SMRITI Mandhana is not one for looking back.

The 23-year-old Indian international returns to Western Storm for the 2019 season having finished last year's tournament as the leading run scorer with 421, at an average of 60.14.

She was named ICC women's cricketer of the year for 2018, scored the fastest 50 in T20 international history (from 24 balls) in February, and has had another prolific winter playing for Hobart Hurricanes in the Women's Big Bash League in Australia.

And yet she is clear that her exploits from last year – or even earlier this year – will not hold much weight in this summer's Kia Super League.

She said: "I am not really someone who believes in form or what we have done in the past, because every tour or every match is different.

"I've been timing the ball well from the time I've come to England, we've had good practice sessions, so that is all I really focus on as a batter.

"I'm timing the ball well and reacting well, so I'm excited for the first match.

"I don't really want to compare [to last year] – I might do better, or I might not.

"I don't really want to put pressure on myself; I just want to enjoy my cricket, and that's when I can perform for the team."

Mandhana also explained that it was an "easy" decision for her to return to the South West, that she would not play for any other team if her international commitments allowed.

"It was an easy decision [to come back]," she said.

"The first thing I said was that if I played KSL it would be for Western Storm, it just depends on the international schedule.

"Luckily we had the time off [from playing for India], so I decided to come back.

"Last year I was so settled here because the girls are so sweet, and the coaching and support staff have been really easy to work with.

"Whatever I have asked for, they have always got it done; so last year I had no problem [settling in], and this year has been even easier."

She has been joined by Indian international team-mate Deepti Sharma, an all-rounder who replaces Stafanie Taylor in the squad, and both Mandana and Sharma will be available for the entirety of the 2019 campaign.

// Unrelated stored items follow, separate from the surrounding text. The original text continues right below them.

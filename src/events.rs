//! Login/logout observer registry.
//!
//! Listeners are `Arc` handles; identity is the allocation, so registering the
//! same handle twice yields two registrations and [`ListenerRegistry::off`]
//! removes exactly one of them.

use std::panic::{AssertUnwindSafe, catch_unwind};
use std::sync::Arc;

use parking_lot::Mutex;

use crate::error::InvalidReason;
use crate::types::Profile;

/// Event names a listener can subscribe to.
#[derive(Debug, Clone, Copy, PartialEq, Eq, Hash)]
pub enum EventKind {
    Login,
    Logout,
}

/// Why the client dropped its session.
#[derive(Debug, Clone, Copy, PartialEq, Eq)]
pub enum LogoutCause {
    /// `logout()` was called.
    Requested,
    /// The server reported the session as invalid.
    SessionInvalid(InvalidReason),
}

/// Payload delivered to listeners.
#[derive(Debug, Clone, PartialEq)]
pub enum SessionEvent {
    Login(Profile),
    Logout(LogoutCause),
}

impl SessionEvent {
    #[must_use]
    pub fn kind(&self) -> EventKind {
        match self {
            Self::Login(_) => EventKind::Login,
            Self::Logout(_) => EventKind::Logout,
        }
    }
}

/// Callback handle. Keep a clone around to unregister it later.
pub type Listener = Arc<dyn Fn(&SessionEvent) + Send + Sync>;

#[derive(Default)]
pub(crate) struct ListenerRegistry {
    entries: Mutex<Vec<(EventKind, Listener)>>,
}

impl ListenerRegistry {
    pub(crate) fn on(&self, kind: EventKind, listener: Listener) {
        self.entries.lock().push((kind, listener));
    }

    /// Removes the first registration of `listener` for `kind`.
    pub(crate) fn off(&self, kind: EventKind, listener: &Listener) -> bool {
        let mut entries = self.entries.lock();
        let found = entries
            .iter()
            .position(|(k, l)| *k == kind && same_listener(l, listener));
        match found {
            Some(index) => {
                entries.remove(index);
                true
            }
            None => false,
        }
    }

    /// Calls every listener registered for the event, in registration order.
    ///
    /// The lock is released before any callback runs, so callbacks may
    /// register or remove listeners. A panicking callback is logged and
    /// skipped.
    pub(crate) fn emit(&self, event: &SessionEvent) {
        let kind = event.kind();
        let targets: Vec<Listener> = self
            .entries
            .lock()
            .iter()
            .filter(|(k, _)| *k == kind)
            .map(|(_, l)| Arc::clone(l))
            .collect();

        for listener in targets {
            if catch_unwind(AssertUnwindSafe(|| listener(event))).is_err() {
                tracing::error!(event = ?kind, "Session listener panicked");
            }
        }
    }

    #[cfg(test)]
    pub(crate) fn len(&self) -> usize {
        self.entries.lock().len()
    }
}

fn same_listener(a: &Listener, b: &Listener) -> bool {
    std::ptr::addr_eq(Arc::as_ptr(a), Arc::as_ptr(b))
}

Mandhana added: "I think [Deepti Sharma] has been the most consistent bowler for India in the last four years, and her four overs have always been crucial for us in the T20s.

"She can spin the ball too, so I'm looking forward to her doing the same things for Western Storm."

Storm won the competition in 2017, then reached the semi-finals last year, but Mandhana is keeping her focus on the team's first match, away to Loughborough Lightning today (Tuesday, 4pm start).

"I think we should take one match at a time, and we will try to win that match," the 23-year-old said.

"If we think about finals day or the trophy then I don't think we will concentrate on the process.

"We're here to make the finals and lift that trophy, but for now the focus of the group is on that first match.

Saturday sees the team play their first home match of the KSL campaign, against Lancashire Thunder at the Cooper Associates County Ground in Taunton (3pm).

Mandhana is looking forward to that home support, and is very much aware of her and her team-mates' role in inspiring the next generation of female cricketers.

She said: "At Taunton the wicket has been so good to bat on; I'm not sure about this year, but last year it was one of the best I've batted on.

"The crowds have always been great and supportive.

"That's a major thing for us, and it makes you feel happy that you're contributing something and small girls will want to be a cricketer.

"I also have that back in India, I would like to inspire girls to start playing cricket, and I'm sure that if Western Storm continue to do well then more young girls will come to watch us play, pick up a bat and ball, and play cricket as a professional career."